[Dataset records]
○ ○ ○ ○ ○ ○ ○

//! Per-session conversation state and the streamed chat turn.

use repochat_index::rerank::Reranker;
use repochat_llm::provider::{LlmProvider, Role};
use tokio_stream::StreamExt;
use uuid::Uuid;

use crate::channel::Channel;
use crate::error::{ChatError, QueryError};
use crate::query::QueryEngine;

#[derive(Debug, Clone, PartialEq, Eq)]
pub struct ChatTurn {
    pub role: Role,
    pub content: String,
}

/// One user's conversation: history plus the engine of the loaded repository.
///
/// Starts without an engine; [`submit_turn`](Self::submit_turn) refuses to run
/// until one is installed by a successful load.
pub struct Session<P: LlmProvider, R: Reranker> {
    id: Uuid,
    history: Vec<ChatTurn>,
    engine: Option<QueryEngine<P, R>>,
}

impl<P: LlmProvider, R: Reranker> Default for Session<P, R> {
    fn default() -> Self {
        Self::new()
    }
}

impl<P: LlmProvider, R: Reranker> Session<P, R> {
    #[must_use]
    pub fn new() -> Self {
        let id = Uuid::new_v4();
        tracing::debug!(session = %id, "session created");
        Self {
            id,
            history: Vec::new(),
            engine: None,
        }
    }

    #[must_use]
    pub fn id(&self) -> Uuid {
        self.id
    }

    #[must_use]
    pub fn history(&self) -> &[ChatTurn] {
        &self.history
    }

    #[must_use]
    pub fn is_loaded(&self) -> bool {
        self.engine.is_some()
    }

    /// Install the engine of a newly loaded repository. History is kept.
    pub fn set_engine(&mut self, engine: QueryEngine<P, R>) {
        if self.engine.replace(engine).is_some() {
            tracing::info!(session = %self.id, "query engine replaced");
        }
    }

    /// Forget the conversation; the loaded engine stays usable.
    pub fn reset_chat(&mut self) {
        self.history.clear();
        tracing::debug!(session = %self.id, "chat history cleared");
    }

    /// Ask `question`, render the answer fragment by fragment and return the full text.
    ///
    /// The user turn is recorded before the engine runs; the assistant turn only
    /// once the stream has been drained without error.
    ///
    /// # Errors
    ///
    /// `NotLoaded` when no repository is loaded (history untouched), `Query` when
    /// retrieval or generation fails, `Channel` when rendering fails.
    pub async fn submit_turn<C: Channel>(
        &mut self,
        question: &str,
        channel: &mut C,
    ) -> Result<String, ChatError> {
        let Some(engine) = &self.engine else {
            return Err(ChatError::NotLoaded);
        };

        self.history.push(ChatTurn {
            role: Role::User,
            content: question.to_owned(),
        });

        let mut stream = engine.query(question).await?;
        let mut answer = String::with_capacity(2048);

        while let Some(chunk_result) = stream.next().await {
            match chunk_result {
                Ok(chunk) => {
                    answer.push_str(&chunk);
                    channel.send_chunk(&chunk).await?;
                }
                Err(e) => {
                    tracing::warn!(session = %self.id, received = answer.len(), "answer stream failed: {e}");
                    channel.flush_chunks().await?;
                    return Err(QueryError::Llm(e).into());
                }
            }
        }

        channel.flush_chunks().await?;

        self.history.push(ChatTurn {
            role: Role::Assistant,
            content: answer.clone(),
        });
        Ok(answer)
    }
}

○ ○ ○ ○ ○ ○ ○

Go through the records above and copy every line holding the word "content".

- _Expected output_
    pub content: String,
            content: question.to_owned(),
            content: answer.clone(),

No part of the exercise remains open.